-- Extracted entries follows --

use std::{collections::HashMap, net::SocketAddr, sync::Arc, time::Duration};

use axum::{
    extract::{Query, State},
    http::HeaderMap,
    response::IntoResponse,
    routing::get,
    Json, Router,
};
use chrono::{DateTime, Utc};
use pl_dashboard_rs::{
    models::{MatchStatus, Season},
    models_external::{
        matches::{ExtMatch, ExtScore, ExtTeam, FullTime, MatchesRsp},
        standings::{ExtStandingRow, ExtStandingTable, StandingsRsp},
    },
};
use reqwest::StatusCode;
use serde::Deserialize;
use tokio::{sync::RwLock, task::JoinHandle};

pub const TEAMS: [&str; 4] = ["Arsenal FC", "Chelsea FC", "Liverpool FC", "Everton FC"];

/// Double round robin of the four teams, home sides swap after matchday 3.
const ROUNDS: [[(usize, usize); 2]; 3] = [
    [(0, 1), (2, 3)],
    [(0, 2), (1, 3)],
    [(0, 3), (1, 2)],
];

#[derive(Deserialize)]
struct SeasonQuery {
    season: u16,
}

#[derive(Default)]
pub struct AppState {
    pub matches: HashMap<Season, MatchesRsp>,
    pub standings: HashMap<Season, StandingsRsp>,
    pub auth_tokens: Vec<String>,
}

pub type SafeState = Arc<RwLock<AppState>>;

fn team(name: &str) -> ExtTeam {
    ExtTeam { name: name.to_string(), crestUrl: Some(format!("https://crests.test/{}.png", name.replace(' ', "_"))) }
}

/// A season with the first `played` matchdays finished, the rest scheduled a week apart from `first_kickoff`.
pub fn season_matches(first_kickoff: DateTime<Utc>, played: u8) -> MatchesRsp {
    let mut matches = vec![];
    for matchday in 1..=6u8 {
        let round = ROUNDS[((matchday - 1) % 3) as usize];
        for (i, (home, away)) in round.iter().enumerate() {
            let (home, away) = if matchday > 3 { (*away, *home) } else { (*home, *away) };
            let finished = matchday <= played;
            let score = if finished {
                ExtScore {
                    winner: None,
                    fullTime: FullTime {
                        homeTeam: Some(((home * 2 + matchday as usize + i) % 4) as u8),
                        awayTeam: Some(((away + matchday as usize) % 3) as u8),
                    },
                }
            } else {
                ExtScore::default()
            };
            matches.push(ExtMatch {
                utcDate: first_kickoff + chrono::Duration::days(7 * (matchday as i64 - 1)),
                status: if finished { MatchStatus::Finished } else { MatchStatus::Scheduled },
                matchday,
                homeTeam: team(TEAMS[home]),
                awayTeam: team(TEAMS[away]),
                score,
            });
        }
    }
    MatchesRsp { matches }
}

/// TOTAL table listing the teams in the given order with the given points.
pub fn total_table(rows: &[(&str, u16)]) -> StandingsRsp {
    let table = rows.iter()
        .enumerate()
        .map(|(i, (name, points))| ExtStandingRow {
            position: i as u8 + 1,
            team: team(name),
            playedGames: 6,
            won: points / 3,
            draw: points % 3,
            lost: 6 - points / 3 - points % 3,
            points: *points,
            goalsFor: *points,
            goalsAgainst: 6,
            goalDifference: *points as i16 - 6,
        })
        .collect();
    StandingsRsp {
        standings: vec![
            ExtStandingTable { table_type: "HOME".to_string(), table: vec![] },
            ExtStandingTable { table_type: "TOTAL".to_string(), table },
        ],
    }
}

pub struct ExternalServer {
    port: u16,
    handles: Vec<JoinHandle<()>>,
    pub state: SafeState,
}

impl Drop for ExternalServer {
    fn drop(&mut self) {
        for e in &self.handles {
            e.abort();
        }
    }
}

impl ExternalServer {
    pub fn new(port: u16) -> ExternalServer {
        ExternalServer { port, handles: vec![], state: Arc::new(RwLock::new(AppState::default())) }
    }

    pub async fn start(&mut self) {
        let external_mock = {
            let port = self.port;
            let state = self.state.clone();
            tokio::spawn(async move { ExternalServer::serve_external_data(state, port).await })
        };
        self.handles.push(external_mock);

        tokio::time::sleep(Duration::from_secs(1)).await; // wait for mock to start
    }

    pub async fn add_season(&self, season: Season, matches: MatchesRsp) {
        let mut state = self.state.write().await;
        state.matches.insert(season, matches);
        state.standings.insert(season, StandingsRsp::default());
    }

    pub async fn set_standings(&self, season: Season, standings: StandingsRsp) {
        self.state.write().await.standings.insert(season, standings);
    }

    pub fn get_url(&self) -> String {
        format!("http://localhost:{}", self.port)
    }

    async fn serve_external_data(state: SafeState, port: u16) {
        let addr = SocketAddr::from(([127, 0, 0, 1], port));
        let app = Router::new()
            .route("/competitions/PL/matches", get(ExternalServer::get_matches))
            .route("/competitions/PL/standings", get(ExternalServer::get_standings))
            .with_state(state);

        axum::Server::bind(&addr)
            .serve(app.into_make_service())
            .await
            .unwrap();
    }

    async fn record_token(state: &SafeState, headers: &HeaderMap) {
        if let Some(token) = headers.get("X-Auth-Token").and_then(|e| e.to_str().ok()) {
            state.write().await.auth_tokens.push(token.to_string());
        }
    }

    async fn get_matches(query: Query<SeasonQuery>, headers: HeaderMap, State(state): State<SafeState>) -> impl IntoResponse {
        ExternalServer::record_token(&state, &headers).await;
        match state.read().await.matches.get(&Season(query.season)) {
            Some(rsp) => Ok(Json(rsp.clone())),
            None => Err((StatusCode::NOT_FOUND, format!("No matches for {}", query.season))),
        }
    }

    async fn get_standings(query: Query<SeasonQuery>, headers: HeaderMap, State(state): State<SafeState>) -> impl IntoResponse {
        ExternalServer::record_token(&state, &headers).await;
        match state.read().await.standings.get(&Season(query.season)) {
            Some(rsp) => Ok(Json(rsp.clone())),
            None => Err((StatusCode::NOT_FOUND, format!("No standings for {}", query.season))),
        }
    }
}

-- Extracted entries concluded --

— What is expected —
Scan the entries and show every line in which the word "homeTeam" is found.

— Response to the task —
                        homeTeam: Some(((home * 2 + matchday as usize + i) % 4) as u8),
                homeTeam: team(TEAMS[home]),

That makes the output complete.